4. Der für die Bewerberauswahl maßgebende Leistungsvergleich ist anhand aktueller dienstlicher Beurteilungen vorzunehmen. Deren Eignung als Vergleichsgrundlage setzt voraus, dass sie inhaltlich aussagekräftig sind. Hierfür ist erforderlich, dass sie die dienstliche Tätigkeit im maßgebenden Beurteilungszeitraum vollständig erfassen, auf zuverlässige Erkenntnisquellen gestützt sind, das zu erwartende Leistungsvermögen in Bezug auf das angestrebte Amt auf der Grundlage der im innegehabten Amt erbrachten Leistungen hinreichend differenziert darstellen sowie auf gleichen Bewertungsmaßstäben beruhen.
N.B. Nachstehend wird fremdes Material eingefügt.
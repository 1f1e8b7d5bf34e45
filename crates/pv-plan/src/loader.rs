//! JSON plan loader.
//!
//! Turns a [`PlanRecord`] into a validated [`Plan`]:
//!
//! 1. Required fields (`teamSize`, `makespan`, `actionModel`, `start`,
//!    `actualPaths`) are checked; a missing one is
//!    [`PlanError::MissingField`].
//! 2. Every path string is decoded in full from plan timestep 0, then
//!    truncated to the session window.  Decoding must see the whole string so
//!    that index `i` of the truncated path is absolute timestep `start + i`.
//! 3. Tasks and events are parsed according to the detected [`PlanSchema`],
//!    dropping anything that happens after the window end.
//! 4. Task records are validated (no finish without an earlier or equal
//!    assignment) and the [`EventLog`] is derived from them, so the log and
//!    the per-errand stamps can never disagree.

use std::collections::BTreeMap;
use std::io::{BufReader, Read};
use std::path::Path;

use rustc_hash::FxHashMap;
use tracing::{debug, info, warn};

use pv_core::{
    ActionModel, AgentId, CoreError, Motion, Pose, TaskId, TimeWindow, Timestep, apply_motion,
    decode_path,
};

use crate::record::{ConflictRecord, EventsRecord, PlanRecord, StartRecord, TaskRecord};
use crate::{
    Agent, Conflict, Event, EventKind, EventLog, Plan, PlanError, PlanResult, PlanSchema,
    SequentialTask, Stamp,
};

// ── Session window ────────────────────────────────────────────────────────────

/// The slice of the plan a session replays, applied at load time.
#[derive(Copy, Clone, Debug, Default, PartialEq, Eq)]
pub struct LoadWindow {
    /// First timestep shown.
    pub start:      Timestep,
    /// Last timestep shown; `None` uses the plan's declared makespan.
    pub end:        Option<Timestep>,
    /// Show at most this many agents (the first `n`).
    pub team_limit: Option<usize>,
}

// ── Public API ────────────────────────────────────────────────────────────────

/// Load and validate a plan file.
pub fn load_plan_json(path: &Path, window: LoadWindow) -> PlanResult<Plan> {
    let file = std::fs::File::open(path)?;
    load_plan_reader(BufReader::new(file), window)
}
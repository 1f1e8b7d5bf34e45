//! `pv-plan` — the plan data model and its JSON loader.
//!
//! A [`Plan`] is everything a replay session needs: the team's window-
//! truncated paths, the sequential tasks with their recorded assignment and
//! finish stamps, the [`EventLog`] derived from those stamps, and the
//! recorded conflicts.  It is immutable once loaded; replay state lives in
//! `pv-timeline`.
//!
//! # Modules
//!
//! | Module       | Contents                                                 |
//! |--------------|----------------------------------------------------------|
//! | [`record`]   | Raw serde records of the plan file                       |
//! | [`loader`]   | `LoadWindow`, `load`, `load_plan_json`, schema detection |
//! | [`agent`]    | `Agent`, `PathSource`                                    |
//! | [`task`]     | `SequentialTask`, `Errand`, `Stamp`, `TaskState`         |
//! | [`event`]    | `Event`, `EventKind`, `EventLog`                         |
//! | [`conflict`] | `Conflict`                                               |
//! | [`plan`]     | `Plan`, `PlanSchema`                                     |
//! | [`heat`]     | `HeatMap`, `heat_map`                                    |
//! | [`overlay`]  | `Highway`, `HeuristicMap`, `SearchTree` and their loaders |
//! | [`error`]    | `PlanError`, `PlanResult`                                |
//!
//! # Feature flags
//!
//! | Flag       | Effect                                                  |
//! |------------|---------------------------------------------------------|
//! | `parallel` | [`heat_map`] counts each plan on Rayon's thread pool.   |

pub mod agent;
pub mod conflict;
pub mod error;
pub mod event;
pub mod heat;
pub mod loader;
pub mod overlay;
pub mod plan;
pub mod record;
pub mod task;


// ── Re-exports ────────────────────────────────────────────────────────────────

pub use agent::{Agent, PathSource};
pub use conflict::Conflict;
pub use error::{PlanError, PlanResult};
pub use event::{Event, EventKind, EventLog};
pub use heat::{HeatMap, heat_map};
pub use loader::{LoadWindow, load, load_plan_json, load_plan_reader, load_plan_str};
pub use overlay::{
    Highway, HighwayEdge, HeuristicMap, SearchTree, load_heuristic, load_heuristic_reader, load_highway,
    load_highway_reader, load_search_tree, load_search_tree_reader,
};
pub use plan::{Plan, PlanSchema};
pub use record::{EventsRecord, PlanRecord, TaskRecord};
pub use task::{Errand, SequentialTask, Stamp, TaskState};
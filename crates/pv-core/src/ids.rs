//! Strongly typed, zero-cost identifier wrappers.
//!
//! Plan files number agents densely from zero, so `AgentId(n)` doubles as an
//! index into per-agent `Vec`s via `.index()`.  Task ids are *not* dense (a
//! window may drop early tasks); map them to slots before indexing.

use std::fmt;

/// Generate a typed ID wrapper around a primitive integer.
macro_rules! typed_id {
    ($(#[$attr:meta])* $vis:vis struct $name:ident($inner:ty);) => {
        $(#[$attr])*
        #[derive(Copy, Clone, PartialEq, Eq, Hash, PartialOrd, Ord, Debug)]
        #[cfg_attr(feature = "serde", derive(serde::Serialize, serde::Deserialize))]
        $vis struct $name(pub $inner);

        impl $name {
            /// Cast to `usize` for direct use as a `Vec` index.
            #[inline(always)]
            pub fn index(self) -> usize {
                self.0 as usize
            }
        }

        impl fmt::Display for $name {
            fn fmt(&self, f: &mut fmt::Formatter<'_>) -> fmt::Result {
                write!(f, "{}({})", stringify!($name), self.0)
            }
        }

        impl From<$name> for usize {
            #[inline(always)]
            fn from(id: $name) -> usize {
                id.0 as usize
            }
        }

        impl TryFrom<usize> for $name {
            type Error = std::num::TryFromIntError;
            fn try_from(n: usize) -> Result<$name, Self::Error> {
                <$inner>::try_from(n).map($name)
            }
        }
    };
}

typed_id! {
    /// Index of an agent in the plan's team (0-based, dense).
    pub struct AgentId(u32);
}

typed_id! {
    /// Task identifier as written in the plan file.
    pub struct TaskId(u32);
}
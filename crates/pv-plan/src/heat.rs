//! Cell visit counts over executed paths.
//!
//! Each agent contributes the cells of its executed path up to its last
//! non-wait step ([`Agent::active_span`][crate::Agent::active_span]), so an
//! agent parked at its goal for the rest of the window does not light up
//! that cell.  Cells outside the grid are skipped.
//!
//! Counts cover the loaded plan only: paths already cut to the session
//! window and agents beyond the team limit left out, so the overlay matches
//! what the session replays.

use crate::Plan;

/// Row-major visit counts for a `height × width` grid.
#[derive(Clone, Debug, PartialEq, Eq)]
pub struct HeatMap {
    pub height: usize,
    pub width:  usize,
    counts:     Vec<u32>,
}

impl HeatMap {
    pub fn new(height: usize, width: usize) -> Self {
        Self { height, width, counts: vec![0; height * width] }
    }

    /// Visit counts of a single plan.
    pub fn of(plan: &Plan, height: usize, width: usize) -> Self {
        let mut heat = Self::new(height, width);
        heat.accumulate(plan);
        heat
    }

    /// Add the visits of every agent of `plan`.
    pub fn accumulate(&mut self, plan: &Plan) {
        for agent in &plan.agents {
            for pose in &agent.exec_path[..agent.active_span()] {
                self.visit(pose.row, pose.col);
            }
        }
    }

    /// Count one visit of `(row, col)`.  Returns `false` off the grid.
    pub fn visit(&mut self, row: i32, col: i32) -> bool {
        let Some(i) = self.index(row, col) else { return false };
        self.counts[i] += 1;
        true
    }

    /// Visits recorded for `(row, col)`; `None` outside the grid.
    pub fn get(&self, row: i32, col: i32) -> Option<u32> {
        self.index(row, col).map(|i| self.counts[i])
    }

    /// Largest count, 0 for an empty map.
    pub fn max(&self) -> u32 {
        self.counts.iter().copied().max().unwrap_or(0)
    }

    /// Total visits over all cells.
    pub fn total(&self) -> u64 {
        self.counts.iter().map(|&c| c as u64).sum()
    }

    /// Element-wise sum.  Both maps must have the same shape.
    fn merge(mut self, other: HeatMap) -> HeatMap {
        debug_assert_eq!((self.height, self.width), (other.height, other.width));
        for (a, b) in self.counts.iter_mut().zip(other.counts) {
            *a += b;
        }
        self
    }

    fn index(&self, row: i32, col: i32) -> Option<usize> {
        let row = usize::try_from(row).ok().filter(|&r| r < self.height)?;
        let col = usize::try_from(col).ok().filter(|&c| c < self.width)?;
        Some(row * self.width + col)
    }
}

/// Sum the heat maps of several plans over one grid.
///
/// With the `parallel` feature each plan is counted on Rayon's pool.
pub fn heat_map(plans: &[Plan], height: usize, width: usize) -> HeatMap {
    #[cfg(not(feature = "parallel"))]
    {
        plans
            .iter()
            .map(|plan| HeatMap::of(plan, height, width))
            .fold(HeatMap::new(height, width), HeatMap::merge)
    }

    #[cfg(feature = "parallel")]
    {
        use rayon::prelude::*;

        plans
            .par_iter()
            .map(|plan| HeatMap::of(plan, height, width))
            .reduce(|| HeatMap::new(height, width), HeatMap::merge)
    }
}
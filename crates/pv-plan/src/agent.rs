//! Agents and their window-truncated paths.

use pv_core::{AgentId, Pose};

/// Which of an agent's two paths the replay follows.
#[derive(Copy, Clone, PartialEq, Eq, Hash, Debug, Default)]
pub enum PathSource {
    /// What the agent actually did (`actualPaths`).  The default.
    #[default]
    Executed,
    /// What the planner proposed each step (`plannerPaths`).
    Planned,
}

/// One agent of the team.
///
/// Both paths hold one pose per timestep of the session window, starting at
/// the window's start timestep.  A path may be shorter than the window when
/// the agent's motion string ends early; lookups then freeze at its last
/// pose.
#[derive(Clone, Debug, PartialEq, Eq)]
pub struct Agent {
    pub id:        AgentId,
    /// Pose at plan timestep 0 (not window start).
    pub start:     Pose,
    pub exec_path: Vec<Pose>,
    pub plan_path: Vec<Pose>,
}

impl Agent {
    pub fn path(&self, source: PathSource) -> &[Pose] {
        match source {
            PathSource::Executed => &self.exec_path,
            PathSource::Planned  => &self.plan_path,
        }
    }

    /// Pose at path index `offset`, clamped to the last recorded pose.
    ///
    /// Paths are never empty after loading; an empty one (hand-built in
    /// tests) falls back to the start pose.
    pub fn pose_at(&self, source: PathSource, offset: usize) -> Pose {
        let path = self.path(source);
        path.get(offset.min(path.len().saturating_sub(1)))
            .copied()
            .unwrap_or(self.start)
    }

    /// Number of timesteps after which the agent only waits.
    ///
    /// Counts up to and including the last step whose pose differs from its
    /// predecessor.  Used by the heat map to ignore trailing waits.
    pub fn active_span(&self) -> usize {
        self.exec_path
            .windows(2)
            .rposition(|w| w[0] != w[1])
            .map_or(0, |i| i + 1)
    }
}
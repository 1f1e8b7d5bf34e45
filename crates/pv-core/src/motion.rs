//! Motion letters and the pure pose transition function.
//!
//! Plan files encode each agent's path as a comma-separated string of motion
//! letters, one per timestep, relative to the agent's start pose.  Which
//! alphabet applies depends on the plan's action model:
//!
//! | Model      | Letters                                                   |
//! |------------|-----------------------------------------------------------|
//! | `Rotation` | `F` forward, `R` clockwise, `C` counter-clockwise, `W`/`T` wait |
//! | `Mapf`     | `U` north, `D` south, `L` west, `R` east, `W`/`T` wait    |
//!
//! Note that `R` means different things under the two models.

use std::fmt;

use crate::{CoreError, CoreResult, Pose};

// ── ActionModel ──────────────────────────────────────────────────────────────

/// Selects the motion alphabet used to decode paths.
#[derive(Copy, Clone, PartialEq, Eq, Hash, Debug, Default)]
#[cfg_attr(feature = "serde", derive(serde::Serialize, serde::Deserialize))]
pub enum ActionModel {
    /// Cardinal moves without orientation (`actionModel: "MAPF"`).
    Mapf,
    /// Oriented agents that move forward and rotate in place (`"MAPF_T"` and
    /// every other value).
    #[default]
    Rotation,
}

impl ActionModel {
    /// Map the plan file's `actionModel` string to a model.
    pub fn from_plan_name(name: &str) -> ActionModel {
        if name.trim() == "MAPF" {
            ActionModel::Mapf
        } else {
            ActionModel::Rotation
        }
    }

    /// `true` when poses carry a meaningful heading.
    pub fn is_oriented(self) -> bool {
        matches!(self, ActionModel::Rotation)
    }

    pub fn as_str(self) -> &'static str {
        match self {
            ActionModel::Mapf     => "MAPF",
            ActionModel::Rotation => "rotation",
        }
    }
}

impl fmt::Display for ActionModel {
    fn fmt(&self, f: &mut fmt::Formatter<'_>) -> fmt::Result {
        f.write_str(self.as_str())
    }
}

// ── Motion ───────────────────────────────────────────────────────────────────

/// One decoded motion letter.
#[derive(Copy, Clone, PartialEq, Eq, Hash, Debug)]
pub enum Motion {
    Forward,
    TurnClockwise,
    TurnCounterClockwise,
    North,
    South,
    West,
    East,
    Wait,
}

impl Motion {
    /// Decode a single letter under `model`.
    pub fn decode(letter: &str, model: ActionModel) -> CoreResult<Motion> {
        let motion = match (model, letter.trim()) {
            (_, "W" | "T")                  => Motion::Wait,
            (ActionModel::Rotation, "F")    => Motion::Forward,
            (ActionModel::Rotation, "R")    => Motion::TurnClockwise,
            (ActionModel::Rotation, "C")    => Motion::TurnCounterClockwise,
            (ActionModel::Mapf, "U")        => Motion::North,
            (ActionModel::Mapf, "D")        => Motion::South,
            (ActionModel::Mapf, "L")        => Motion::West,
            (ActionModel::Mapf, "R")        => Motion::East,
            (model, other) => {
                return Err(CoreError::InvalidMotion {
                    letter: other.to_owned(),
                    model:  model.as_str(),
                });
            }
        };
        Ok(motion)
    }
}

// ── Transition ───────────────────────────────────────────────────────────────

/// Apply `motion` to `pose`.
///
/// Cardinal moves keep the heading unchanged.  A `Forward` from an
/// undirected pose has no defined target and is rejected.
pub fn apply_motion(pose: Pose, motion: Motion) -> CoreResult<Pose> {
    let Pose { row, col, heading } = pose;
    let next = match motion {
        Motion::Forward => {
            let (dr, dc) = heading
                .forward_delta()
                .ok_or(CoreError::UndirectedForward(pose))?;
            Pose::new(row + dr, col + dc, heading)
        }
        Motion::TurnClockwise        => Pose::new(row, col, heading.turned_cw()),
        Motion::TurnCounterClockwise => Pose::new(row, col, heading.turned_ccw()),
        Motion::North                => Pose::new(row - 1, col, heading),
        Motion::South                => Pose::new(row + 1, col, heading),
        Motion::West                 => Pose::new(row, col - 1, heading),
        Motion::East                 => Pose::new(row, col + 1, heading),
        Motion::Wait                 => pose,
    };
    Ok(next)
}

/// Decode a whole comma-separated motion string starting from `start`.
///
/// The returned path has one pose per timestep and begins with `start`, so
/// its length is `motions + 1`.  Empty tokens are skipped.  On failure the
/// error is paired with the 0-based index of the offending motion.
pub fn decode_path(
    start:   Pose,
    letters: &str,
    model:   ActionModel,
) -> Result<Vec<Pose>, (usize, CoreError)> {
    let mut path = vec![start];
    let mut cur = start;
    for (step, letter) in letters.split(',').filter(|l| !l.trim().is_empty()).enumerate() {
        let motion = Motion::decode(letter, model).map_err(|e| (step, e))?;
        cur = apply_motion(cur, motion).map_err(|e| (step, e))?;
        path.push(cur);
    }
    Ok(path)
}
Der Inhalt dienstlicher Beurteilungen ist auf das Statusamt bezogen. Beurteilungen treffen eine Aussage, ob und in welchem Maße der Beamte den Anforderungen gewachsen ist, die mit den Aufgaben seines Amts und dessen Laufbahn verbunden sind. Sie tragen dem Umstand Rechnung, dass die Vergabe eines Statusamts nicht aufgrund der Anforderungen des Dienstpostens erfolgen soll, den der ausgewählte Bewerber nach der Vergabe des Statusamts oder vorher in einer Bewährungszeit wahrnehmen soll. Der ausgewählte Bewerber soll der am besten geeignete für jeden Dienstposten sein (vgl. BVerwG, Beschluss vom 19.12.2014 - 2 VR 1/14 -, juris Rn. 22 f.). Maßgebend für den Leistungsvergleich ist in erster Linie das abschließende Gesamturteil, das durch eine Würdigung, Gewichtung und Abwägung der einzelnen leistungsbezogenen Gesichtspunkte zu bilden ist. Ergibt sich danach kein Ansatzpunkt für einen Qualifikationsunterschied von Bewerbern, ist der Dienstherr verpflichtet, die aktuellen dienstlichen Beurteilungen der im Gesamturteil gleich bewerteten Bewerber inhaltlich auszuschöpfen, d.h. der Frage nachzugehen, ob sich aus den jeweiligen Einzelfeststellungen Anhaltspunkte für einen Qualifikationsvorsprung bzw. für eine ggf. unterschiedliche Prognose in Richtung auf den Grad der Eignung für das Beförderungsamt, also für die künftige Bewährung in diesem Amt gewinnen lassen (vgl. VGH Baden-Württemberg, Beschluss vom 21.06.2011 - 4 S 1075/11 -, NVwZ-RR 2012, 73; OVG Nordrhein-Westfalen, Beschluss vom 09.05.2012 - 1 B 214/12 -, juris).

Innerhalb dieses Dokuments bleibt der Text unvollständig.